¿Por qué lo llaman esfuerzo cuando quieren decir sacrificio?

¿Por qué lo llaman esfuerzo cuando quieren decir sacrificio?

Pese a que no esté bien delimitado y su definición cause controversia, la cultura del esfuerzo es uno de los conceptos que más división genera entre el profesorado. Hasta qué punto es lícito pedir que el alumnado se esfuerce y qué consecuencias tiene esta exigencia.

MANUEL FERNÁNDEZ NAVAS

Este verano, como todos últimamente, el debate docente ha estado servido en Twitter con la polarización que lo caracteriza y de la que se hace eco el compañero Toni Solano en este mismo diario.

Uno de los debates más enquistados ha sido el ya redundante asunto de la “cultura del esfuerzo”.

Digo redundante porque no es la primera vez –ni la última- que este tema se convierte en fuente de conflictos entre el profesorado.

Conviene señalar que el punto álgido de este debate se dio durante el gobierno del Partido Popular en los momentos pre LOMCE. La cultura del esfuerzo fue uno de los argumentos (junto al discurso de la excelencia) que se dieron para justificar la necesidad de una nueva ley educativa en la línea que este partido defendía.

Personalmente, me parece que el debate es falaz en sus inicios, ya que se alude a una cuestión innegable, pero planteada de forma tramposa: “Para aprender hace falta esforzarse”.

Sin embargo, nada tiene que ver la cultura del esfuerzo con el esfuerzo que produce aprendizaje, ni este es el mismo para todos y todas.

Vamos a tratar de verlo despacio, porque la clave -a mi entender- está más que en la dicotomía “esfuerzo sí o no”, que es la falacia, en “esfuerzo cómo y para qué”.

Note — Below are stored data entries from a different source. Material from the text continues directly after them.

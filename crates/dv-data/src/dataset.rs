//! A loaded dataset with its columns and cached facets

use std::sync::Arc;

use dv_core::{ColumnSpec, Facets, Record, TableStateEngine};
use tracing::info;

use crate::cache::FacetCache;
use crate::config::{DatasetConfig, FileFormat};
use crate::schema::KindDetector;
use crate::sources::{CsvSource, JsonSource, RecordSource};
use crate::DataError;

/// An immutable dataset: records, their columns and a facet cache
#[derive(Debug, Clone)]
pub struct Dataset {
    name: String,
    columns: Vec<ColumnSpec>,
    records: Arc<Vec<Record>>,
    facets: FacetCache,
}

impl Dataset {
    /// Load a dataset as described by its configuration
    ///
    /// Columns come from the configuration when listed there; otherwise they
    /// are inferred from a sample of the records and the configured kind and
    /// header overrides applied.
    pub fn load(config: &DatasetConfig) -> Result<Self, DataError> {
        let source: Box<dyn RecordSource> = match config.resolved_format()? {
            FileFormat::Json => Box::new(JsonSource::new(&config.path)),
            FileFormat::Csv => {
                Box::new(CsvSource::new(&config.path).with_null_config(config.null_config.clone()))
            }
        };
        let records = source.load()?;

        let columns = if config.columns.is_empty() {
            let detected = KindDetector::new()
                .with_sample_size(config.sample_size)
                .with_categorical_max_distinct(config.categorical_max_distinct)
                .detect(&records);
            config.apply_overrides(detected)
        } else {
            config.columns.clone()
        };

        let dataset = Self::from_records(config.display_name(), columns, records)?;
        info!(
            "Dataset '{}' ready: {} records, {} columns",
            dataset.name,
            dataset.records.len(),
            dataset.columns.len()
        );
        Ok(dataset)
    }

    /// Build a dataset from records already in memory
    pub fn from_records(
        name: impl Into<String>,
        columns: Vec<ColumnSpec>,
        records: Vec<Record>,
    ) -> Result<Self, DataError> {
        // Validate the column set up front
        TableStateEngine::new(columns.clone())?;

        Ok(Self {
            name: name.into(),
            columns,
            records: Arc::new(records),
            facets: FacetCache::new(),
        })
    }

    /// An engine over this dataset's columns
    pub fn engine(&self) -> Result<TableStateEngine, DataError> {
        Ok(TableStateEngine::new(self.columns.clone())?)
    }

    /// Facets for every column, memoized
    pub fn facets(&self) -> Facets {
        self.facets.get_or_compute(&self.records, &self.columns)
    }

    pub fn records(&self) -> &[Record] {
        &self.records
    }

    pub fn columns(&self) -> &[ColumnSpec] {
        &self.columns
    }

    pub fn name(&self) -> &str {
        &self.name
    }
}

Decía un profesor de mi facultad: “Aprender es como hacer el amor, algo que cuesta mucho esfuerzo pero que todos hacemos de buen grado”.

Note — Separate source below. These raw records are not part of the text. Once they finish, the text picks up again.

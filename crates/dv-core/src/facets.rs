//! Per-column facet statistics used to populate filter widgets

use std::borrow::Cow;

use ahash::AHashMap;
use chrono::NaiveDate;
use indexmap::IndexMap;
use rayon::prelude::*;
use serde::Serialize;

use crate::column::{ColumnKind, ColumnSpec};
use crate::value::Record;

/// Lower and upper bound of a column's values
///
/// `Unbounded` means the column holds no usable value, and the widget
/// should not constrain anything.
#[derive(Debug, Clone, Copy, PartialEq, Serialize)]
#[serde(tag = "state", rename_all = "snake_case")]
pub enum Bounds<T> {
    Bounded { min: T, max: T },
    Unbounded,
}

impl<T: PartialOrd + Copy> Bounds<T> {
    /// Widen the bounds to include a value
    pub fn include(self, value: T) -> Self {
        match self {
            Bounds::Unbounded => Bounds::Bounded { min: value, max: value },
            Bounds::Bounded { min, max } => Bounds::Bounded {
                min: if value < min { value } else { min },
                max: if value > max { value } else { max },
            },
        }
    }

    /// `(min, max)` when bounded
    pub fn as_pair(&self) -> Option<(T, T)> {
        match self {
            Bounds::Bounded { min, max } => Some((*min, *max)),
            Bounds::Unbounded => None,
        }
    }
}

impl<T> Default for Bounds<T> {
    fn default() -> Self {
        Bounds::Unbounded
    }
}

/// A distinct value and how many records carry it
#[derive(Debug, Clone, PartialEq, Eq, Serialize)]
pub struct FacetCount {
    pub value: String,
    pub count: usize,
}

impl FacetCount {
    pub fn new(value: impl Into<String>, count: usize) -> Self {
        Self {
            value: value.into(),
            count,
        }
    }
}

/// Facet statistics for one column, shaped by its kind
#[derive(Debug, Clone, PartialEq, Serialize)]
#[serde(tag = "kind", rename_all = "snake_case")]
pub enum ColumnFacet {
    /// Free text columns only report how many values are present
    Text { non_null: usize },

    /// Distinct values in first-seen order, with counts
    Categorical { options: Vec<FacetCount>, null_count: usize },

    NumericRange { bounds: Bounds<f64> },

    DateRange { bounds: Bounds<NaiveDate> },
}

impl ColumnFacet {
    /// Multi-select options, for categorical columns
    pub fn options(&self) -> Option<&[FacetCount]> {
        match self {
            ColumnFacet::Categorical { options, .. } => Some(options),
            _ => None,
        }
    }

    /// Slider bounds, for numeric columns
    pub fn numeric_bounds(&self) -> Option<Bounds<f64>> {
        match self {
            ColumnFacet::NumericRange { bounds } => Some(*bounds),
            _ => None,
        }
    }

    /// Picker bounds, for date columns
    pub fn date_bounds(&self) -> Option<Bounds<NaiveDate>> {
        match self {
            ColumnFacet::DateRange { bounds } => Some(*bounds),
            _ => None,
        }
    }
}

/// Facets for every column, in column order
pub type Facets = IndexMap<String, ColumnFacet>;

/// Compute facets for all columns of a record set
///
/// Columns are independent, so they are scanned in parallel.
pub fn compute_facets(records: &[Record], columns: &[ColumnSpec]) -> Facets {
    let facets: Vec<(String, ColumnFacet)> = columns
        .par_iter()
        .map(|column| (column.id.clone(), column_facet(records, column)))
        .collect();

    tracing::debug!("Computed facets for {} columns over {} records", facets.len(), records.len());

    facets.into_iter().collect()
}

/// Compute the facet of a single column
pub fn column_facet(records: &[Record], column: &ColumnSpec) -> ColumnFacet {
    match column.kind {
        ColumnKind::Text => ColumnFacet::Text {
            non_null: records.iter().filter(|r| !r.get(&column.id).is_null()).count(),
        },
        ColumnKind::Categorical => {
            let (options, null_count) = distinct_counts(records, &column.id);
            ColumnFacet::Categorical { options, null_count }
        }
        ColumnKind::NumericRange => ColumnFacet::NumericRange {
            bounds: numeric_bounds(records, &column.id),
        },
        ColumnKind::DateRange => ColumnFacet::DateRange {
            bounds: date_bounds(records, &column.id),
        },
    }
}

/// Distinct non-null values of a column in first-seen order, plus the null count
pub fn distinct_counts(records: &[Record], column: &str) -> (Vec<FacetCount>, usize) {
    let mut positions: AHashMap<Cow<'_, str>, usize> = AHashMap::new();
    let mut options: Vec<FacetCount> = Vec::new();
    let mut null_count = 0;

    for record in records {
        let Some(key) = record.get(column).facet_key() else {
            null_count += 1;
            continue;
        };

        match positions.get(&key) {
            Some(&idx) => options[idx].count += 1,
            None => {
                options.push(FacetCount::new(key.to_string(), 1));
                positions.insert(key, options.len() - 1);
            }
        }
    }

    (options, null_count)
}

/// Min and max over the non-null numeric values of a column
pub fn numeric_bounds(records: &[Record], column: &str) -> Bounds<f64> {
    records
        .iter()
        .filter_map(|record| record.get(column).as_number())
        .fold(Bounds::Unbounded, Bounds::include)
}

/// Earliest and latest parseable date of a column
pub fn date_bounds(records: &[Record], column: &str) -> Bounds<NaiveDate> {
    records
        .iter()
        .filter_map(|record| record.get(column).as_date())
        .fold(Bounds::Unbounded, Bounds::include)
}
//! Cell values and records

use std::borrow::Cow;
use std::fmt;

use chrono::NaiveDate;
use indexmap::IndexMap;
use serde::{Deserialize, Deserializer, Serialize, Serializer};

use crate::filter::parse_date;

static NULL: Value = Value::Null;

/// A single cell of a record
#[derive(Debug, Clone, PartialEq, Default)]
pub enum Value {
    /// Missing or explicit null
    #[default]
    Null,
    /// Any numeric value
    Number(f64),
    /// Any textual value
    Text(String),
}

impl Value {
    /// Create a text value
    pub fn text(value: impl Into<String>) -> Self {
        Value::Text(value.into())
    }

    pub fn is_null(&self) -> bool {
        matches!(self, Value::Null)
    }

    /// Numeric view of the value
    ///
    /// Text that parses as a finite number counts, so CSV-sourced columns
    /// behave like JSON-sourced ones.
    pub fn as_number(&self) -> Option<f64> {
        match self {
            Value::Number(n) if n.is_finite() => Some(*n),
            Value::Text(s) => s.trim().parse::<f64>().ok().filter(|n| n.is_finite()),
            _ => None,
        }
    }

    /// Calendar date view of the value, at day granularity
    pub fn as_date(&self) -> Option<NaiveDate> {
        match self {
            Value::Text(s) => parse_date(s),
            _ => None,
        }
    }

    /// String form used for text matching; null renders as the empty string
    pub fn to_text(&self) -> Cow<'_, str> {
        match self {
            Value::Null => Cow::Borrowed(""),
            Value::Number(n) => Cow::Owned(n.to_string()),
            Value::Text(s) => Cow::Borrowed(s.as_str()),
        }
    }

    /// Key used for set membership, facets and grouping; `None` for null
    pub fn facet_key(&self) -> Option<Cow<'_, str>> {
        match self {
            Value::Null => None,
            other => Some(other.to_text()),
        }
    }
}

impl fmt::Display for Value {
    fn fmt(&self, f: &mut fmt::Formatter<'_>) -> fmt::Result {
        f.write_str(&self.to_text())
    }
}

impl From<&str> for Value {
    fn from(value: &str) -> Self {
        Value::Text(value.to_string())
    }
}

impl From<String> for Value {
    fn from(value: String) -> Self {
        Value::Text(value)
    }
}

impl From<f64> for Value {
    fn from(value: f64) -> Self {
        Value::Number(value)
    }
}

impl From<i64> for Value {
    fn from(value: i64) -> Self {
        Value::Number(value as f64)
    }
}

impl From<i32> for Value {
    fn from(value: i32) -> Self {
        Value::Number(f64::from(value))
    }
}

impl<T: Into<Value>> From<Option<T>> for Value {
    fn from(value: Option<T>) -> Self {
        value.map(Into::into).unwrap_or(Value::Null)
    }
}

impl From<serde_json::Value> for Value {
    fn from(value: serde_json::Value) -> Self {
        match value {
            serde_json::Value::Null => Value::Null,
            serde_json::Value::Bool(b) => Value::Text(b.to_string()),
            serde_json::Value::Number(n) => n.as_f64().map(Value::Number).unwrap_or(Value::Null),
            serde_json::Value::String(s) => Value::Text(s),
            // Nested structures are kept as their compact JSON text
            nested => Value::Text(nested.to_string()),
        }
    }
}

impl Serialize for Value {
    fn serialize<S: Serializer>(&self, serializer: S) -> Result<S::Ok, S::Error> {
        match self {
            Value::Null => serializer.serialize_unit(),
            Value::Number(n) if n.fract() == 0.0 && n.abs() < 9.0e15 => serializer.serialize_i64(*n as i64),
            Value::Number(n) => serializer.serialize_f64(*n),
            Value::Text(s) => serializer.serialize_str(s),
        }
    }
}

impl<'de> Deserialize<'de> for Value {
    fn deserialize<D: Deserializer<'de>>(deserializer: D) -> Result<Self, D::Error> {
        serde_json::Value::deserialize(deserializer).map(Value::from)
    }
}

/// One row of the dataset: column id to value
///
/// Column order follows insertion. A column the record does not carry reads
/// as [`Value::Null`].
#[derive(Debug, Clone, Default, PartialEq, Serialize, Deserialize)]
#[serde(transparent)]
pub struct Record {
    fields: IndexMap<String, Value>,
}

impl Record {
    /// Create an empty record
    pub fn new() -> Self {
        Self::default()
    }

    /// Builder-style insert
    pub fn with(mut self, column: impl Into<String>, value: impl Into<Value>) -> Self {
        self.insert(column, value);
        self
    }

    /// Set a column's value, replacing any previous one
    pub fn insert(&mut self, column: impl Into<String>, value: impl Into<Value>) {
        self.fields.insert(column.into(), value.into());
    }

    /// Value of a column, null when absent
    pub fn get(&self, column: &str) -> &Value {
        self.fields.get(column).unwrap_or(&NULL)
    }

    pub fn contains(&self, column: &str) -> bool {
        self.fields.contains_key(column)
    }

    /// Column ids carried by this record, in insertion order
    pub fn columns(&self) -> impl Iterator<Item = &str> {
        self.fields.keys().map(String::as_str)
    }

    pub fn iter(&self) -> impl Iterator<Item = (&str, &Value)> {
        self.fields.iter().map(|(k, v)| (k.as_str(), v))
    }

    pub fn len(&self) -> usize {
        self.fields.len()
    }

    pub fn is_empty(&self) -> bool {
        self.fields.is_empty()
    }
}

impl<K: Into<String>, V: Into<Value>> FromIterator<(K, V)> for Record {
    fn from_iter<I: IntoIterator<Item = (K, V)>>(iter: I) -> Self {
        let mut record = Record::new();
        for (column, value) in iter {
            record.insert(column, value);
        }
        record
    }
}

Esta metáfora recoge una de las cuestiones biológicas que nos identifican como especie: el interés por aprender, la curiosidad. Cuestión esta de la que se hacen eco todas las investigaciones psicológicas sobre la motivación en las que se recoge, además, y de forma unánime, la importancia de la motivación intrínseca para un aprendizaje de calidad. Por lo tanto, el aprendizaje se convierte en un acto voluntario.

Podemos poner a nuestro alumnado en situaciones que lo obliguen a reproducir. Pero por muchas situaciones de este tipo a las que lo expongamos, esta reproducción puede tener que ver con lo que están aprendiendo o no; e, incluso, estar produciendo aprendizajes contrarios a lo que queríamos enseñar. Es una de las principales críticas al conductismo en su día, que lo que ocurre dentro de la “caja negra” no tiene por qué tener que ver con la respuesta condicionada (Alcaraz Salarirche, 2014; Pérez Gómez, 1992, 1998, 2008).

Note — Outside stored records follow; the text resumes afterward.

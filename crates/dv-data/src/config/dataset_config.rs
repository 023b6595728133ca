//! Dataset configuration files

use std::collections::HashMap;
use std::fs::File;
use std::io::BufReader;
use std::path::{Path, PathBuf};

use dv_core::{ColumnKind, ColumnSpec};
use serde::{Serialize, Deserialize};

use super::null_handling::NullConfig;
use crate::DataError;

/// On-disk format of a dataset
#[derive(Debug, Clone, Copy, PartialEq, Eq, Serialize, Deserialize)]
#[serde(rename_all = "lowercase")]
pub enum FileFormat {
    Json,
    Csv,
}

impl FileFormat {
    /// Guess the format from a file extension
    pub fn from_path(path: &Path) -> Option<Self> {
        let extension = path.extension()?.to_str()?.to_ascii_lowercase();
        match extension.as_str() {
            "json" => Some(FileFormat::Json),
            "csv" => Some(FileFormat::Csv),
            _ => None,
        }
    }
}

/// Configuration for loading one dataset
#[derive(Debug, Clone, PartialEq, Serialize, Deserialize)]
#[serde(default)]
pub struct DatasetConfig {
    /// Path to the data file
    pub path: PathBuf,

    /// File format; guessed from the extension when absent
    pub format: Option<FileFormat>,

    /// Display name; defaults to the file name
    pub name: Option<String>,

    /// Explicit column list; inferred from the data when empty
    pub columns: Vec<ColumnSpec>,

    /// Kind overrides applied on top of inferred columns
    pub column_kinds: HashMap<String, ColumnKind>,

    /// Header overrides applied on top of inferred columns
    pub headers: HashMap<String, String>,

    /// Null handling for CSV cells
    pub null_config: NullConfig,

    /// Number of records sampled for kind inference
    pub sample_size: usize,

    /// Most distinct values a column may have to be inferred as categorical
    pub categorical_max_distinct: usize,
}

impl Default for DatasetConfig {
    fn default() -> Self {
        Self {
            path: PathBuf::new(),
            format: None,
            name: None,
            columns: Vec::new(),
            column_kinds: HashMap::new(),
            headers: HashMap::new(),
            null_config: NullConfig::default(),
            sample_size: 1000,
            categorical_max_distinct: 50,
        }
    }
}

impl DatasetConfig {
    /// Create a configuration for a data file with everything else inferred
    pub fn new(path: impl Into<PathBuf>) -> Self {
        Self {
            path: path.into(),
            ..Self::default()
        }
    }

    /// Read a configuration file
    ///
    /// A relative data path is resolved against the configuration file's
    /// directory.
    pub fn from_file(path: &Path) -> Result<Self, DataError> {
        let reader = BufReader::new(File::open(path)?);
        let mut config: DatasetConfig = serde_json::from_reader(reader)?;

        if config.path.is_relative() {
            if let Some(dir) = path.parent() {
                config.path = dir.join(&config.path);
            }
        }

        Ok(config)
    }

    /// Get the file name
    pub fn file_name(&self) -> String {
        self.path
            .file_name()
            .and_then(|n| n.to_str())
            .unwrap_or("unknown")
            .to_string()
    }

    /// Name shown for the dataset
    pub fn display_name(&self) -> String {
        self.name.clone().unwrap_or_else(|| self.file_name())
    }

    /// Format to read the file with
    pub fn resolved_format(&self) -> Result<FileFormat, DataError> {
        self.format
            .or_else(|| FileFormat::from_path(&self.path))
            .ok_or_else(|| DataError::UnsupportedFormat(self.path.display().to_string()))
    }

    /// Apply kind and header overrides to detected columns
    pub fn apply_overrides(&self, columns: Vec<ColumnSpec>) -> Vec<ColumnSpec> {
        columns
            .into_iter()
            .map(|mut column| {
                if let Some(kind) = self.column_kinds.get(&column.id) {
                    column.kind = *kind;
                }
                if let Some(header) = self.headers.get(&column.id) {
                    column.header = Some(header.clone());
                }
                column
            })
            .collect()
    }
}

#[cfg(test)]
mod tests {
    use super::*;
    use std::io::Write;

    #[test]
    fn test_format_from_extension() {
        assert_eq!(FileFormat::from_path(Path::new("data/products.JSON")), Some(FileFormat::Json));
        assert_eq!(FileFormat::from_path(Path::new("products.csv")), Some(FileFormat::Csv));
        assert_eq!(FileFormat::from_path(Path::new("products.parquet")), None);
    }

    #[test]
    fn test_unknown_format_is_an_error() {
        let config = DatasetConfig::new("products.xlsx");
        assert!(matches!(config.resolved_format(), Err(DataError::UnsupportedFormat(_))));

        let config = DatasetConfig {
            format: Some(FileFormat::Csv),
            ..DatasetConfig::new("products.txt")
        };
        assert_eq!(config.resolved_format().unwrap(), FileFormat::Csv);
    }

    #[test]
    fn test_config_file_resolves_relative_path() {
        let dir = tempfile::tempdir().unwrap();
        let config_path = dir.path().join("products.dataset.json");
        let mut file = File::create(&config_path).unwrap();
        write!(
            file,
            r#"{{"path": "products.json", "column_kinds": {{"id": "text"}}, "headers": {{"sale_price": "Sales Price"}}}}"#
        )
        .unwrap();

        let config = DatasetConfig::from_file(&config_path).unwrap();
        assert_eq!(config.path, dir.path().join("products.json"));
        assert_eq!(config.sample_size, 1000);
        assert_eq!(config.display_name(), "products.json");

        let columns = config.apply_overrides(vec![
            ColumnSpec::numeric("id"),
            ColumnSpec::numeric("sale_price"),
        ]);
        assert_eq!(columns[0].kind, ColumnKind::Text);
        assert_eq!(columns[1].header(), "Sales Price");
    }
}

El problema aquí, por tanto, se torna entonces en conseguir que el alumnado tenga interés por aprender lo que nosotros queremos enseñarle. Cómo hacemos esto es la pregunta que se sitúa en el centro del trabajo docente (planteado de forma acorde a lo que nos dice la ciencia, tan de moda que está esto); y de ahí, que muchas perspectivas educativas sitúen al docente más como un diseñador de ambientes de aprendizaje –con toda la dificultad y conocimientos que entraña hacer esto de manera adecuada– que como un transmisor de conocimientos (si es que transmitir es el verbo adecuado para esto. Recordemos que aprender es una construcción única y personal que hacemos en nuestras cabezas y que conecta con los conocimientos previos que determina una experiencia única e irrepetible. Hay que terminar con esta idea de homogeneidad en los aprendizajes para hablar de ellos con cierto rigor, pero esto sería asunto de otro post).

Conviene resaltar que diseñar estos espacios de aprendizaje no tiene nada que ver con utilizar metodologías pre-hechas o rechazar otras de forma directa. Desconfío por sistema de todo lo que me reduce la complejidad de la educación a una serie de pasos que seguir. Por desgracia nuestro trabajo es mucho más complicado que esto. Esto se ve claro, por ejemplo, con la clase magistral que en muchas ocasiones se ha demonizado. El problema no es la clase magistral, sino su uso continuado y exclusivo. El principio pedagógico siempre es –y ha sido– la pluralidad metodológica adaptada a mi contexto y mi alumnado. Tarea didáctica esta, correspondiente al profesor o profesora.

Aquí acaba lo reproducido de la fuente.